I have the watch over 3 of those mobos. I have seen some freaky stuff on one of them. Is it RAM? Maybe.



No uberclock though.

Oh wait, I can assure you that it was never a 133 PCIe.

No offense, but if you know better, then why?

Still waiting on the links to the sites that recomend 133. Can you work that out?
September 15, 2008 2:02:54 PM

I read on one of the forums recently that the F4 BIOS is flakey and does things like this. I've upgraded to F7 and I'll be watching it carefully from now on.

From what I can see now, it was never supposed to be 133MHz, however, the number didn't stick out as unusual, so I never even noticed it, nor did I ever suspect that the CMOS would change the clock value for the PCI bus all by itself. If it had put in some truly random number, like 147, I would have noticed the odd number and fixed it right away. But 133 looked like a typical value I'm used to seeing in CMOS screens, so I never gave it a second thought.

The odd part that still has me pondering the whole situation is why did the CMOS change the PCI bus from 100 to 133 when I powered down/up the machine overnight? What mechanism allowed that?
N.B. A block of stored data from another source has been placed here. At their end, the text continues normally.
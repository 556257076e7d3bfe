//! Application router configuration.

use axum::{
    Json, Router,
    http::StatusCode,
    response::{IntoResponse, Response},
    routing::get,
};
use serde_json::{Value, json};

use crate::{
    AppState, Error,
    bill::{
        create_bill_endpoint, create_bill_item_endpoint, delete_bill_endpoint,
        delete_bill_item_endpoint, get_bill_endpoint, get_bill_item_endpoint,
        list_all_bill_items_endpoint, list_bill_items_endpoint, list_bills_endpoint,
        update_bill_endpoint, update_bill_item_endpoint,
    },
    check::{
        create_check_endpoint, create_check_item_endpoint, delete_check_endpoint,
        delete_check_item_endpoint, get_check_endpoint, get_check_item_endpoint,
        list_all_check_items_endpoint, list_check_items_endpoint, list_checks_endpoint,
        update_check_endpoint, update_check_item_endpoint,
    },
    deposit::{
        create_deposit_endpoint, delete_deposit_endpoint, get_deposit_endpoint,
        list_deposits_endpoint, update_deposit_endpoint,
    },
    endpoints,
    object::{
        create_object_endpoint, delete_object_endpoint, get_object_endpoint,
        list_objects_endpoint, update_object_endpoint,
    },
    report::{current_repair_report_endpoint, summary_endpoint},
    spending_group::{
        create_spending_group_endpoint, delete_spending_group_endpoint,
        get_spending_group_endpoint, list_spending_groups_endpoint,
        update_spending_group_endpoint,
    },
    user::{
        create_user_endpoint, delete_user_endpoint, get_user_endpoint, list_users_endpoint,
        update_user_endpoint,
    },
};

/// Return a router with all the app's routes.
pub fn build_router(state: AppState) -> Router {
    Router::new()
        .route(endpoints::ROOT, get(get_index))
        .route(endpoints::TEST, get(get_test))
        .route(
            endpoints::OBJECTS,
            get(list_objects_endpoint).post(create_object_endpoint),
        )
        .route(
            endpoints::OBJECT,
            get(get_object_endpoint)
                .put(update_object_endpoint)
                .delete(delete_object_endpoint),
        )
        .route(
            endpoints::USERS,
            get(list_users_endpoint).post(create_user_endpoint),
        )
        .route(
            endpoints::USER,
            get(get_user_endpoint)
                .put(update_user_endpoint)
                .delete(delete_user_endpoint),
        )
        .route(
            endpoints::SPENDING_GROUPS,
            get(list_spending_groups_endpoint).post(create_spending_group_endpoint),
        )
        .route(
            endpoints::SPENDING_GROUP,
            get(get_spending_group_endpoint)
                .put(update_spending_group_endpoint)
                .delete(delete_spending_group_endpoint),
        )
        .route(
            endpoints::BILLS,
            get(list_bills_endpoint).post(create_bill_endpoint),
        )
        .route(
            endpoints::BILL,
            get(get_bill_endpoint)
                .put(update_bill_endpoint)
                .delete(delete_bill_endpoint),
        )
        .route(
            endpoints::BILL_ITEMS,
            get(list_bill_items_endpoint).post(create_bill_item_endpoint),
        )
        .route(
            endpoints::BILL_ITEM,
            get(get_bill_item_endpoint)
                .put(update_bill_item_endpoint)
                .delete(delete_bill_item_endpoint),
        )
        .route(
            endpoints::CHECKS,
            get(list_checks_endpoint).post(create_check_endpoint),
        )
        .route(
            endpoints::CHECK,
            get(get_check_endpoint)
                .put(update_check_endpoint)
                .delete(delete_check_endpoint),
        )
        .route(
            endpoints::CHECK_ITEMS,
            get(list_check_items_endpoint).post(create_check_item_endpoint),
        )
        .route(
            endpoints::CHECK_ITEM,
            get(get_check_item_endpoint)
                .put(update_check_item_endpoint)
                .delete(delete_check_item_endpoint),
        )
        .route(
            endpoints::DEPOSITS,
            get(list_deposits_endpoint).post(create_deposit_endpoint),
        )
        .route(
            endpoints::DEPOSIT,
            get(get_deposit_endpoint)
                .put(update_deposit_endpoint)
                .delete(delete_deposit_endpoint),
        )
        .route(endpoints::EXPENSE_BILLS, get(list_all_bill_items_endpoint))
        .route(endpoints::EXPENSE_CHECKS, get(list_all_check_items_endpoint))
        .route(
            endpoints::CURRENT_REPAIR_REPORT,
            get(current_repair_report_endpoint),
        )
        .route(endpoints::SUMMARY_REPORT, get(summary_endpoint))
        .fallback(get_404_not_found)
        .method_not_allowed_fallback(get_405_method_not_allowed)
        .with_state(state)
}

/// The root path '/' lists the collection endpoints.
async fn get_index() -> Json<Value> {
    Json(json!({
        "message": "API is running",
        "available_endpoints": endpoints::AVAILABLE_ENDPOINTS,
    }))
}

async fn get_test() -> Json<Value> {
    Json(json!({ "status": "ok", "message": "API is working" }))
}

async fn get_404_not_found() -> Response {
    (
        StatusCode::NOT_FOUND,
        Json(json!({ "error": "Endpoint not found" })),
    )
        .into_response()
}

async fn get_405_method_not_allowed() -> Error {
    Error::MethodNotAllowed
}
//! Users are the company's employees. Checks and deposits are recorded against them.

mod db;
mod domain;
mod handlers;

pub use db::{
    create_user, create_user_table, delete_user, get_all_users, get_user, update_user,
    user_exists,
};
pub use domain::{User, UserForm};
pub use handlers::{
    UserState, create_user_endpoint, delete_user_endpoint, get_user_endpoint,
    list_users_endpoint, update_user_endpoint,
};
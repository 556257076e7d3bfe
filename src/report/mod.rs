//! Reports computed from bills, checks, and deposits.

mod current_repair;
mod month;
mod summary;

use std::sync::{Arc, Mutex};

use axum::extract::FromRef;
use rusqlite::Connection;

use crate::{AppState, database_id::UserId};

pub use current_repair::{
    CASH_EXPENSE_MARKUP, CurrentRepairQuery, CurrentRepairReport, ReportBill, ReportCheck,
    ReportItem, ReportObject, build_current_repair_report, current_repair_report_endpoint,
};
pub use month::ReportMonth;
pub use summary::{
    DashboardSummary, GroupExpense, MonthlyExpense, OperationKind, Period, RecentOperation,
    SummaryQuery, build_summary, summary_endpoint,
};

/// The state needed by the report endpoints.
#[derive(Debug, Clone)]
pub struct ReportState {
    /// The database connection for reading report data.
    pub db_connection: Arc<Mutex<Connection>>,
    /// The user whose deposits fill the cash box.
    pub cashbox_user_id: UserId,
}

impl FromRef<AppState> for ReportState {
    fn from_ref(state: &AppState) -> Self {
        Self {
            db_connection: state.db_connection.clone(),
            cashbox_user_id: state.cashbox_user_id,
        }
    }
}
I spent hours combing through scores of web sites and I didn't bookmark the site that suggested 133 (or any of the sites for that matter) and since I don't have three hours to spend looking for that site again, I don't feel that's a $$$ efficient way to spend my time. I've already lost two weeks of productivity due to this mess and I'm backlogged with editing work and clients calling on the telephone asking where we stand with projects. Sorry.
September 17, 2008 12:35:06 AM

Yeah, 133 is off the charts. Who knows why these mobos do some of the flaky things they do. With the higher OCs they seem to get more flaky, but that's a purely subjective opinion.
September 17, 2008 4:24:07 AM

Yeah, there's all sorts of complex activities going on in any modern PC motherboard and only the design engineers may have a realistic understanding of the nuances of board operation (and even then they probably regard some apsects as a black art).

I got my replacement PSU from Seasonic RMA today and installed it. System runs fine, but a lot hotter with the 650W than with the 430W of the same brand that I was borrowing from another system for the past week. When I put my hand over the exhaust on the smaller PSU, it was pushing out air. When I do the same on the larger PSU, I can't feel any air moving at all. The original 650W PSU that failed also ran it's fan so slow it didn't move any air that you could feel. I'm a little concerned because in the first three months, this system had two hard drives fail with bad electronics, not head crashes. I'm planning to add two more drives next week for another RAID volume and that will further increase heat output. I may have to hang an external fan off the PSU's exhaust vent to pull out the heat more quickly, as much as I hate to have that kludge on my nice workstation.
September 17, 2008 2:40:13 PM

Not pretty, but certainly an option.
!